• _Task directions_:
Find the lines in the material below that include the word "type", count them, and give that count alone.

*** Supplied records ***

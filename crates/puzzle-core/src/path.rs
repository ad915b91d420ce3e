//! Backward reconstruction of the solution path from the backtrace.

use crate::backtrace::{Backtrace, Marker, SearchState};
use crate::grid::{Color, PuzzleMap};
use crate::solver::SearchError;
use serde::Serialize;

/// States from the start to a solution, in order.
#[derive(Debug, Clone, PartialEq, Eq, Serialize)]
#[serde(transparent)]
pub struct Path {
    states: Vec<SearchState>,
}

impl Path {
    /// Follow the markers back from `end` to the start state.
    ///
    /// Fails when the ledger does not describe a walk back to the start,
    /// which means the search bookkeeping is broken.
    pub fn reconstruct(
        map: &PuzzleMap,
        backtrace: &Backtrace,
        end: SearchState,
    ) -> Result<Self, SearchError> {
        let corrupt = |state: SearchState, reason: &'static str| {
            SearchError::CorruptBacktrace { state, reason }
        };

        if !map.contains(end.pos) || end.color.value() > map.num_colors() {
            return Err(corrupt(end, "state outside the map"));
        }

        let mut states = vec![end];
        let mut current = end;
        loop {
            current = match backtrace.marker(current) {
                Marker::Start => {
                    if current != SearchState::new(Color::TRAPDOOR, map.start()) {
                        return Err(corrupt(current, "start marker away from the start"));
                    }
                    break;
                }
                Marker::Undiscovered => return Err(corrupt(current, "undiscovered state")),
                Marker::FromDirection(dir) => {
                    let pos = map
                        .neighbor(current.pos, dir)
                        .ok_or_else(|| corrupt(current, "step leaves the grid"))?;
                    SearchState::new(current.color, pos)
                }
                Marker::FromColor(color) => {
                    if color == current.color || color.value() > map.num_colors() {
                        return Err(corrupt(current, "invalid color change"));
                    }
                    SearchState::new(color, current.pos)
                }
            };

            // a walk longer than the state space can only be a cycle
            if states.len() >= map.state_count() {
                return Err(corrupt(current, "cycle in backtrace"));
            }
            states.push(current);
        }

        states.reverse();
        Ok(Self { states })
    }

    pub fn states(&self) -> &[SearchState] {
        &self.states
    }

    pub fn iter(&self) -> impl Iterator<Item = &SearchState> {
        self.states.iter()
    }

    /// Number of states, start and end included.
    pub fn len(&self) -> usize {
        self.states.len()
    }

    pub fn is_empty(&self) -> bool {
        self.states.is_empty()
    }

    /// Moves plus button presses.
    pub fn transitions(&self) -> usize {
        self.states.len().saturating_sub(1)
    }

    /// Number of color changes along the path.
    pub fn presses(&self) -> usize {
        self.states
            .windows(2)
            .filter(|pair| pair[0].color != pair[1].color)
            .count()
    }

    pub fn contains(&self, state: &SearchState) -> bool {
        self.states.contains(state)
    }
}

impl<'a> IntoIterator for &'a Path {
    type Item = &'a SearchState;
    type IntoIter = std::slice::Iter<'a, SearchState>;

    fn into_iter(self) -> Self::IntoIter {
        self.states.iter()
    }
}

#[cfg(test)]
mod tests {
    use super::*;
    use crate::backtrace::Direction;
    use crate::grid::Position;

    fn state(color: u8, row: usize, col: usize) -> SearchState {
        SearchState::new(Color::from_index(color), Position::new(row, col))
    }

    fn corridor() -> (PuzzleMap, Backtrace) {
        let map = PuzzleMap::parse("1 1 3\n@a?\n").unwrap();
        let backtrace = Backtrace::new(&map);
        (map, backtrace)
    }

    fn reason(err: SearchError) -> &'static str {
        match err {
            SearchError::CorruptBacktrace { reason, .. } => reason,
            other => panic!("unexpected error {other:?}"),
        }
    }

    #[test]
    fn test_reconstruct_moves_and_presses() {
        let (map, mut bt) = corridor();
        bt.record(state(0, 0, 0), Marker::Start).unwrap();
        bt.record(state(0, 0, 1), Marker::FromDirection(Direction::West)).unwrap();
        bt.record(state(1, 0, 1), Marker::FromColor(Color::TRAPDOOR)).unwrap();
        bt.record(state(1, 0, 2), Marker::FromDirection(Direction::West)).unwrap();

        let path = Path::reconstruct(&map, &bt, state(1, 0, 2)).unwrap();
        assert_eq!(
            path.states(),
            &[state(0, 0, 0), state(0, 0, 1), state(1, 0, 1), state(1, 0, 2)]
        );
        assert_eq!(path.transitions(), 3);
        assert_eq!(path.presses(), 1);
        assert!(path.contains(&state(1, 0, 1)));
        assert!(!path.contains(&state(1, 0, 0)));
        assert_eq!(path.iter().count(), 4);
    }

    #[test]
    fn test_start_only_path() {
        let (map, mut bt) = corridor();
        bt.record(state(0, 0, 0), Marker::Start).unwrap();
        let path = Path::reconstruct(&map, &bt, state(0, 0, 0)).unwrap();
        assert_eq!(path.len(), 1);
        assert_eq!(path.transitions(), 0);
    }

    #[test]
    fn test_undiscovered_state_is_corrupt() {
        let (map, bt) = corridor();
        let err = Path::reconstruct(&map, &bt, state(0, 0, 2)).unwrap_err();
        assert_eq!(reason(err), "undiscovered state");
    }

    #[test]
    fn test_step_off_grid_is_corrupt() {
        let (map, mut bt) = corridor();
        bt.record(state(0, 0, 2), Marker::FromDirection(Direction::East)).unwrap();
        let err = Path::reconstruct(&map, &bt, state(0, 0, 2)).unwrap_err();
        assert_eq!(reason(err), "step leaves the grid");
    }

    #[test]
    fn test_bad_color_is_corrupt() {
        let (map, mut bt) = corridor();
        bt.record(state(1, 0, 2), Marker::FromColor(Color::from_index(1))).unwrap();
        let err = Path::reconstruct(&map, &bt, state(1, 0, 2)).unwrap_err();
        assert_eq!(reason(err), "invalid color change");

        let err = Path::reconstruct(&map, &bt, state(5, 0, 2)).unwrap_err();
        assert_eq!(reason(err), "state outside the map");
    }

    #[test]
    fn test_cycle_is_corrupt() {
        let (map, mut bt) = corridor();
        bt.record(state(0, 0, 1), Marker::FromDirection(Direction::East)).unwrap();
        bt.record(state(0, 0, 2), Marker::FromDirection(Direction::West)).unwrap();
        let err = Path::reconstruct(&map, &bt, state(0, 0, 2)).unwrap_err();
        assert_eq!(reason(err), "cycle in backtrace");
    }

    #[test]
    fn test_misplaced_start_marker_is_corrupt() {
        let (map, mut bt) = corridor();
        bt.record(state(0, 0, 2), Marker::Start).unwrap();
        let err = Path::reconstruct(&map, &bt, state(0, 0, 2)).unwrap_err();
        assert_eq!(reason(err), "start marker away from the start");
    }
}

***

• _Written answer_:
2